### Source records
============================================================

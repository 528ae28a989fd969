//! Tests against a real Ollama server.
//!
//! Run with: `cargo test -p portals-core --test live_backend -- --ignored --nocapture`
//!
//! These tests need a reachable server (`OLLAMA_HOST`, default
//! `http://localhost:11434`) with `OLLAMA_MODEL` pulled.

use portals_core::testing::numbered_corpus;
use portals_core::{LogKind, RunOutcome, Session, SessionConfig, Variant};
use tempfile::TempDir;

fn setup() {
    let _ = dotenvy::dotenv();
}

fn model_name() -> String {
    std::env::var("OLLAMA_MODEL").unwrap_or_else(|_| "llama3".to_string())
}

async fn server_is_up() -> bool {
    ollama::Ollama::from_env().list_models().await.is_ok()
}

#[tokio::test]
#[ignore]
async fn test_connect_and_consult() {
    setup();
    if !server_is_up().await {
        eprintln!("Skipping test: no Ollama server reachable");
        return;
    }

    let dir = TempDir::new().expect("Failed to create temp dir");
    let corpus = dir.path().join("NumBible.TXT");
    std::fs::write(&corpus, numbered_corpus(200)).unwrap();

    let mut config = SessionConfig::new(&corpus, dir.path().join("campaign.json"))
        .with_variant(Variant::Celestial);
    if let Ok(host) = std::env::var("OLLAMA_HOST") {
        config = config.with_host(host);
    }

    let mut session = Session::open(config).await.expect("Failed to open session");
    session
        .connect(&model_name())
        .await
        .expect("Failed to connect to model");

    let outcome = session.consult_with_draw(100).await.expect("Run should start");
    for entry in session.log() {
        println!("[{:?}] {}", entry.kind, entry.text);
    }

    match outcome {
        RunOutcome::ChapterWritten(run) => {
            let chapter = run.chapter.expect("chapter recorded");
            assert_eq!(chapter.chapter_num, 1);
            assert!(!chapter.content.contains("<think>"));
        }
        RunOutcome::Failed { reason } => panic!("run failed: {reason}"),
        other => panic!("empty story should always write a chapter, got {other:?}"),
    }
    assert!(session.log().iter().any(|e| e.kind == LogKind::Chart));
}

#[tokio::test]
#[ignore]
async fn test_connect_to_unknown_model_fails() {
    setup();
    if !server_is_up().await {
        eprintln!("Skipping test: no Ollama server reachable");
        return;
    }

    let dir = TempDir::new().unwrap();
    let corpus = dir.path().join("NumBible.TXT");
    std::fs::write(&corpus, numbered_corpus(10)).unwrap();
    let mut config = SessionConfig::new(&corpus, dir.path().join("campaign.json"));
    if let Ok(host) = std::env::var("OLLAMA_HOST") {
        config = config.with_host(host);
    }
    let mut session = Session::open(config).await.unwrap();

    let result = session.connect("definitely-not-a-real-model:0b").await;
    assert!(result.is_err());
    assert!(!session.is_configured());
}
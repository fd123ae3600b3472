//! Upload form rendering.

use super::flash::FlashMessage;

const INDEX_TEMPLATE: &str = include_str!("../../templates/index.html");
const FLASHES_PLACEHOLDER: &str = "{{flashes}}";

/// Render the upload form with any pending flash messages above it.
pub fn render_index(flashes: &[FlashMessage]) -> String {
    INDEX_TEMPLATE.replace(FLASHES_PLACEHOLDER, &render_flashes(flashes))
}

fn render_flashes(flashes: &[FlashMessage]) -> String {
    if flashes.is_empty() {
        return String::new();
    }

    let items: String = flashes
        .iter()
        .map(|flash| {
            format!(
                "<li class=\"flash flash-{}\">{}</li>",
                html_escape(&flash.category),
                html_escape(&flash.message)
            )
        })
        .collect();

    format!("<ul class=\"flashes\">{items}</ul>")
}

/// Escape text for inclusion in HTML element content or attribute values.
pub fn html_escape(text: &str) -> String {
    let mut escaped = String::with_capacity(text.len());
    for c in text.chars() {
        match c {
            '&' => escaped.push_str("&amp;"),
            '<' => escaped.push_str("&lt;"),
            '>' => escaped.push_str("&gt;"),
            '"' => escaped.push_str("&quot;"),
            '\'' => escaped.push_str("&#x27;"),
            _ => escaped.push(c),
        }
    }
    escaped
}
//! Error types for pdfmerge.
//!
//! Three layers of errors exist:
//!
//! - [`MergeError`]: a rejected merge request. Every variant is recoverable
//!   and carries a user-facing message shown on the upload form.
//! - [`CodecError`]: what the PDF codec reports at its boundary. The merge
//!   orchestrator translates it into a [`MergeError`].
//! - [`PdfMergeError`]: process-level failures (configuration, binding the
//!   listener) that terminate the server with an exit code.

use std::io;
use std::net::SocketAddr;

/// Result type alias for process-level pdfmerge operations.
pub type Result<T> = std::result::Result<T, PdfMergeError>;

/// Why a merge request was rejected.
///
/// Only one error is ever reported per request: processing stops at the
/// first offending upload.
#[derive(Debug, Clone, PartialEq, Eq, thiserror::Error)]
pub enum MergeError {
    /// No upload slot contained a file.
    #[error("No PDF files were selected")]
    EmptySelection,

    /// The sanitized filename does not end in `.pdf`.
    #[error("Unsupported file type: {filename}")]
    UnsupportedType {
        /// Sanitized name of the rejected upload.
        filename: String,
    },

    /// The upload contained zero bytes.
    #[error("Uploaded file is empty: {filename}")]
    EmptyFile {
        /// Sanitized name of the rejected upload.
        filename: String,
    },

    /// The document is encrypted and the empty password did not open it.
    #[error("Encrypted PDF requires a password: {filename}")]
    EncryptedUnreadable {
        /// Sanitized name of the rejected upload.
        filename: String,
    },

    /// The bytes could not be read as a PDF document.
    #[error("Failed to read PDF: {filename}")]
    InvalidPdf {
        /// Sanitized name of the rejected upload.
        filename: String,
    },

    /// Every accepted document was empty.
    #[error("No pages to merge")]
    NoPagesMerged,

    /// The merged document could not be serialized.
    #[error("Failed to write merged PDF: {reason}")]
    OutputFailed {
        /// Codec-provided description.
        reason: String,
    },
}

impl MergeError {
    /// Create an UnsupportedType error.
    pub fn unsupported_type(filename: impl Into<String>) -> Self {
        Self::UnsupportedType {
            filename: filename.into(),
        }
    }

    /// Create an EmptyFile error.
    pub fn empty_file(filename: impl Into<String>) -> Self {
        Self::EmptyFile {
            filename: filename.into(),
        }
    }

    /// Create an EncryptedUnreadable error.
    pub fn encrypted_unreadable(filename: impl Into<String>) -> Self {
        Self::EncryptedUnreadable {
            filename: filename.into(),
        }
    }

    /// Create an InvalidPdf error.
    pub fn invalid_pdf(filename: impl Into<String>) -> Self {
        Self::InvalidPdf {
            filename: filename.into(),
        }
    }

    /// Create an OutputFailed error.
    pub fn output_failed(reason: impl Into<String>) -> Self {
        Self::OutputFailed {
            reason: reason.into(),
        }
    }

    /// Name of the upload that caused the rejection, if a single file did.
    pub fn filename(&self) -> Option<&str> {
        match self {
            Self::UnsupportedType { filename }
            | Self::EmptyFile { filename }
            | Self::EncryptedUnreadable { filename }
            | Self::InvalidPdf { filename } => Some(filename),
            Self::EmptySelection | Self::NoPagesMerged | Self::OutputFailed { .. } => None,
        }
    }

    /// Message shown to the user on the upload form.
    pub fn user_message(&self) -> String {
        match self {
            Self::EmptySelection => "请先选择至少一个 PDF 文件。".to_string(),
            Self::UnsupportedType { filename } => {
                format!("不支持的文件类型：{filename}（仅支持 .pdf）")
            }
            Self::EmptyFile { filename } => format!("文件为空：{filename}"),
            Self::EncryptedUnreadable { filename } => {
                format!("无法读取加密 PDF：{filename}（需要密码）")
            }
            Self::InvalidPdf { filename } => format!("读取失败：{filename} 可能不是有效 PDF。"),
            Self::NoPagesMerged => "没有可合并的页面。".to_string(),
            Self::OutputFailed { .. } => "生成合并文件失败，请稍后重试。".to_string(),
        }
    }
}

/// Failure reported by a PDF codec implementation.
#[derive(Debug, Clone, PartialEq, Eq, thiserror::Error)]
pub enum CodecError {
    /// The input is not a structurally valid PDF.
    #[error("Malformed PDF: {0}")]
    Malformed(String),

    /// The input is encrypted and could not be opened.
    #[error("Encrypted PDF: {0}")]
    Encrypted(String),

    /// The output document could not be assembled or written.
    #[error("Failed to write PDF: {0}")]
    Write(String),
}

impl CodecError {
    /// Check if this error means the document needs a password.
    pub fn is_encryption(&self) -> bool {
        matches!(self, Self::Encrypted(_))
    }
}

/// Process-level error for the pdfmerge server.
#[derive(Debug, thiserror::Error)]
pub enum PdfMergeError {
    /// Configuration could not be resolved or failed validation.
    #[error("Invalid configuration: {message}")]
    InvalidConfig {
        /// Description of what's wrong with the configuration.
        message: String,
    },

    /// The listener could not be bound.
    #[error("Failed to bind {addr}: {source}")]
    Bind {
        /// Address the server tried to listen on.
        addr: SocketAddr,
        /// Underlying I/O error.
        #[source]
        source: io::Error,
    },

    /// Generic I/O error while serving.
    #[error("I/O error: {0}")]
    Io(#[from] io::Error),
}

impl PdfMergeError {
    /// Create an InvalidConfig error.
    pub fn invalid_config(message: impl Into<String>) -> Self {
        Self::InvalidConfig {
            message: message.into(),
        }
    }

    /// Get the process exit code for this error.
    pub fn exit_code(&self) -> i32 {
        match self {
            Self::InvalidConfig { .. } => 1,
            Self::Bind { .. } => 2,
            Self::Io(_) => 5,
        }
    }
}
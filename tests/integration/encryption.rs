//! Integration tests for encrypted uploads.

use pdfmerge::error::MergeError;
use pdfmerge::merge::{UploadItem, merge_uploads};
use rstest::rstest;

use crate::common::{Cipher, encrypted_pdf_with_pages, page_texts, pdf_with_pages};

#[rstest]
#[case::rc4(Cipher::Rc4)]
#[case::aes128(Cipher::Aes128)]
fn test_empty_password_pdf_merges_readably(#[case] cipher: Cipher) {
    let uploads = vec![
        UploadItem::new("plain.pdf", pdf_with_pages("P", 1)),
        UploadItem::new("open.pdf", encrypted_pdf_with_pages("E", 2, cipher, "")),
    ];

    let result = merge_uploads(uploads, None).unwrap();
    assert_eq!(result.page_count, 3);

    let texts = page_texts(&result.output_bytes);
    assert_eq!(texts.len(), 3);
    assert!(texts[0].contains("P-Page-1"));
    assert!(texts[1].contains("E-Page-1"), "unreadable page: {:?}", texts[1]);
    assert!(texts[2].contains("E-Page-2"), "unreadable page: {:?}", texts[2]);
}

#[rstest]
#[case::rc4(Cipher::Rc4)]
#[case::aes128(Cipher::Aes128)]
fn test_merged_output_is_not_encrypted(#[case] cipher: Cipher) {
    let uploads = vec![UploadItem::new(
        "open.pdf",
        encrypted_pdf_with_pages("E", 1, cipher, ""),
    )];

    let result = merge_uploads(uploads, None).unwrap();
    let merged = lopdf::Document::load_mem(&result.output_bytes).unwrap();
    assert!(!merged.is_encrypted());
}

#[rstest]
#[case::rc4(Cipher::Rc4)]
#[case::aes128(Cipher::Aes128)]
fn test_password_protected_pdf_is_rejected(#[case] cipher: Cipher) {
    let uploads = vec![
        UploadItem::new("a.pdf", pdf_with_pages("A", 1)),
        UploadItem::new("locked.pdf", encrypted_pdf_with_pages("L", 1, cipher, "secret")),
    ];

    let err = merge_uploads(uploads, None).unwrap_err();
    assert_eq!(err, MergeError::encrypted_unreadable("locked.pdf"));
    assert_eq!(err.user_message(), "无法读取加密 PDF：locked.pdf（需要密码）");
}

============================================================

### Work task
List the lines of the entries that include "items".

### Your response
    let items: String = flashes
    format!("<ul class=\"flashes\">{items}</ul>")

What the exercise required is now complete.